Exercise instructions: Once you have read the listing, write it all out exactly.
-- Opening Marker --
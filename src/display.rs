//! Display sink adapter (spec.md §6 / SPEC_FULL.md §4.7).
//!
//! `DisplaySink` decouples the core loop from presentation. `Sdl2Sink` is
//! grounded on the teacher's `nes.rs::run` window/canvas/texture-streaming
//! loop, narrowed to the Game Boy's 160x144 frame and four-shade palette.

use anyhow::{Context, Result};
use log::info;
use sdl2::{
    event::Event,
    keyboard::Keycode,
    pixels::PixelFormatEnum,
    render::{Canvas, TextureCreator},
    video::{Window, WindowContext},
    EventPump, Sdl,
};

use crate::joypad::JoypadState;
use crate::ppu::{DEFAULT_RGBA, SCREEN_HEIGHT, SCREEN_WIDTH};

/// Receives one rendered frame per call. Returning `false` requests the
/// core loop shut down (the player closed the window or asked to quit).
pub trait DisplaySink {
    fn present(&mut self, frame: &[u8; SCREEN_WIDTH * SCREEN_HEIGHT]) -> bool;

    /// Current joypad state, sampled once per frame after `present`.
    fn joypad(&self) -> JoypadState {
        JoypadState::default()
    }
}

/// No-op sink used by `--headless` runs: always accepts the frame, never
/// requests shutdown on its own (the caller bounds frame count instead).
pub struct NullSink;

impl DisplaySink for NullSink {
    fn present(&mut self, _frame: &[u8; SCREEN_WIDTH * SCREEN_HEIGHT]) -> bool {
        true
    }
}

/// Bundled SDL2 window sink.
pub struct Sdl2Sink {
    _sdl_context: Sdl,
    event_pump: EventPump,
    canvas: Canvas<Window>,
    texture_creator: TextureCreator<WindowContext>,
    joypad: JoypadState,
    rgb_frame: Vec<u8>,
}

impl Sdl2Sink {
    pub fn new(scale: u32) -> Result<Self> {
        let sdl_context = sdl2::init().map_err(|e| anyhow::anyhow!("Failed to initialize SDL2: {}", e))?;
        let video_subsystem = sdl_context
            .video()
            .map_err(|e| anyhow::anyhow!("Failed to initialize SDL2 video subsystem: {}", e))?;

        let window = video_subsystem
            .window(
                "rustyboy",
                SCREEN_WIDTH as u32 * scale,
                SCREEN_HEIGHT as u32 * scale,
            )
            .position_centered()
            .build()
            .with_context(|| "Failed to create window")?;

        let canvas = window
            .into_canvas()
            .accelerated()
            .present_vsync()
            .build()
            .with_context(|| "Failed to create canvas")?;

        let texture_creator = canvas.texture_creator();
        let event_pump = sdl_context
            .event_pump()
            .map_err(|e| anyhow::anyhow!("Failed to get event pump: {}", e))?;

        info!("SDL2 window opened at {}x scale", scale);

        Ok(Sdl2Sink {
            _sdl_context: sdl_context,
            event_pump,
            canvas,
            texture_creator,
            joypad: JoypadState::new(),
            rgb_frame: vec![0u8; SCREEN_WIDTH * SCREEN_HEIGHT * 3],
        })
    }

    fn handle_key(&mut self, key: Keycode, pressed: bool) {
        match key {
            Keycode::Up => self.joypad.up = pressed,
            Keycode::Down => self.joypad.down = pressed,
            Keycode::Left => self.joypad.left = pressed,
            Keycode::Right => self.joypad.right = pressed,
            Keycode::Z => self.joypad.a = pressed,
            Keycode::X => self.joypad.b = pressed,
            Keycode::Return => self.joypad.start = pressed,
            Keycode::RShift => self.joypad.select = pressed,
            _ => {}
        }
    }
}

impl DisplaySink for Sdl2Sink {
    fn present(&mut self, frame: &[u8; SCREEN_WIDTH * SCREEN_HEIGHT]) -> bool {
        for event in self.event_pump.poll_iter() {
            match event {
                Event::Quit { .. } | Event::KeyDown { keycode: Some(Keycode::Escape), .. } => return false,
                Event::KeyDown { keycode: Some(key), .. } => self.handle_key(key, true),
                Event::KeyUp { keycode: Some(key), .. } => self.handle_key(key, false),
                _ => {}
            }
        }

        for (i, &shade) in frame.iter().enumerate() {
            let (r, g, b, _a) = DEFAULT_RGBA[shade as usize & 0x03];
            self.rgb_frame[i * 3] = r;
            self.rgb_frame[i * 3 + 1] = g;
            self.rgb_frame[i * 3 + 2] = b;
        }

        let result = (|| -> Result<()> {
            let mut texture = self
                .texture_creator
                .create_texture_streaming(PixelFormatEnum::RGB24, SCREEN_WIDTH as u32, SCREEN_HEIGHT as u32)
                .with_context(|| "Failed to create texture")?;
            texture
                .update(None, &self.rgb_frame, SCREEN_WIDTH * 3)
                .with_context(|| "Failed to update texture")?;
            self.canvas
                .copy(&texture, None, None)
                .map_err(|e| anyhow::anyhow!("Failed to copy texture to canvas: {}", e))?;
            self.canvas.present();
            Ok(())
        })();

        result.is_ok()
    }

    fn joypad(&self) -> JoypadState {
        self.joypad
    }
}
-- Closing Marker --
Answer box:
filename src/display.rs
//! Display sink adapter (spec.md §6 / SPEC_FULL.md §4.7).
//!
//! `DisplaySink` decouples the core loop from presentation. `Sdl2Sink` is
//! grounded on the teacher's `nes.rs::run` window/canvas/texture-streaming
//! loop, narrowed to the Game Boy's 160x144 frame and four-shade palette.

use anyhow::{Context, Result};
use log::info;
use sdl2::{
    event::Event,
    keyboard::Keycode,
    pixels::PixelFormatEnum,
    render::{Canvas, TextureCreator},
    video::{Window, WindowContext},
    EventPump, Sdl,
};

use crate::joypad::JoypadState;
use crate::ppu::{DEFAULT_RGBA, SCREEN_HEIGHT, SCREEN_WIDTH};

/// Receives one rendered frame per call. Returning `false` requests the
/// core loop shut down (the player closed the window or asked to quit).
pub trait DisplaySink {
    fn present(&mut self, frame: &[u8; SCREEN_WIDTH * SCREEN_HEIGHT]) -> bool;

    /// Current joypad state, sampled once per frame after `present`.
    fn joypad(&self) -> JoypadState {
        JoypadState::default()
    }
}

/// No-op sink used by `--headless` runs: always accepts the frame, never
/// requests shutdown on its own (the caller bounds frame count instead).
pub struct NullSink;

impl DisplaySink for NullSink {
    fn present(&mut self, _frame: &[u8; SCREEN_WIDTH * SCREEN_HEIGHT]) -> bool {
        true
    }
}

/// Bundled SDL2 window sink.
pub struct Sdl2Sink {
    _sdl_context: Sdl,
    event_pump: EventPump,
    canvas: Canvas<Window>,
    texture_creator: TextureCreator<WindowContext>,
    joypad: JoypadState,
    rgb_frame: Vec<u8>,
}

impl Sdl2Sink {
    pub fn new(scale: u32) -> Result<Self> {
        let sdl_context = sdl2::init().map_err(|e| anyhow::anyhow!("Failed to initialize SDL2: {}", e))?;
        let video_subsystem = sdl_context
            .video()
            .map_err(|e| anyhow::anyhow!("Failed to initialize SDL2 video subsystem: {}", e))?;

        let window = video_subsystem
            .window(
                "rustyboy",
                SCREEN_WIDTH as u32 * scale,
                SCREEN_HEIGHT as u32 * scale,
            )
            .position_centered()
            .build()
            .with_context(|| "Failed to create window")?;

        let canvas = window
            .into_canvas()
            .accelerated()
            .present_vsync()
            .build()
            .with_context(|| "Failed to create canvas")?;

        let texture_creator = canvas.texture_creator();
        let event_pump = sdl_context
            .event_pump()
            .map_err(|e| anyhow::anyhow!("Failed to get event pump: {}", e))?;

        info!("SDL2 window opened at {}x scale", scale);

        Ok(Sdl2Sink {
            _sdl_context: sdl_context,
            event_pump,
            canvas,
            texture_creator,
            joypad: JoypadState::new(),
            rgb_frame: vec![0u8; SCREEN_WIDTH * SCREEN_HEIGHT * 3],
        })
    }

    fn handle_key(&mut self, key: Keycode, pressed: bool) {
        match key {
            Keycode::Up => self.joypad.up = pressed,
            Keycode::Down => self.joypad.down = pressed,
            Keycode::Left => self.joypad.left = pressed,
            Keycode::Right => self.joypad.right = pressed,
            Keycode::Z => self.joypad.a = pressed,
            Keycode::X => self.joypad.b = pressed,
            Keycode::Return => self.joypad.start = pressed,
            Keycode::RShift => self.joypad.select = pressed,
            _ => {}
        }
    }
}

impl DisplaySink for Sdl2Sink {
    fn present(&mut self, frame: &[u8; SCREEN_WIDTH * SCREEN_HEIGHT]) -> bool {
        for event in self.event_pump.poll_iter() {
            match event {
                Event::Quit { .. } | Event::KeyDown { keycode: Some(Keycode::Escape), .. } => return false,
                Event::KeyDown { keycode: Some(key), .. } => self.handle_key(key, true),
                Event::KeyUp { keycode: Some(key), .. } => self.handle_key(key, false),
                _ => {}
            }
        }

        for (i, &shade) in frame.iter().enumerate() {
            let (r, g, b, _a) = DEFAULT_RGBA[shade as usize & 0x03];
            self.rgb_frame[i * 3] = r;
            self.rgb_frame[i * 3 + 1] = g;
            self.rgb_frame[i * 3 + 2] = b;
        }

        let result = (|| -> Result<()> {
            let mut texture = self
                .texture_creator
                .create_texture_streaming(PixelFormatEnum::RGB24, SCREEN_WIDTH as u32, SCREEN_HEIGHT as u32)
                .with_context(|| "Failed to create texture")?;
            texture
                .update(None, &self.rgb_frame, SCREEN_WIDTH * 3)
                .with_context(|| "Failed to update texture")?;
            self.canvas
                .copy(&texture, None, None)
                .map_err(|e| anyhow::anyhow!("Failed to copy texture to canvas: {}", e))?;
            self.canvas.present();
            Ok(())
        })();

        result.is_ok()
    }

    fn joypad(&self) -> JoypadState {
        self.joypad
    }
}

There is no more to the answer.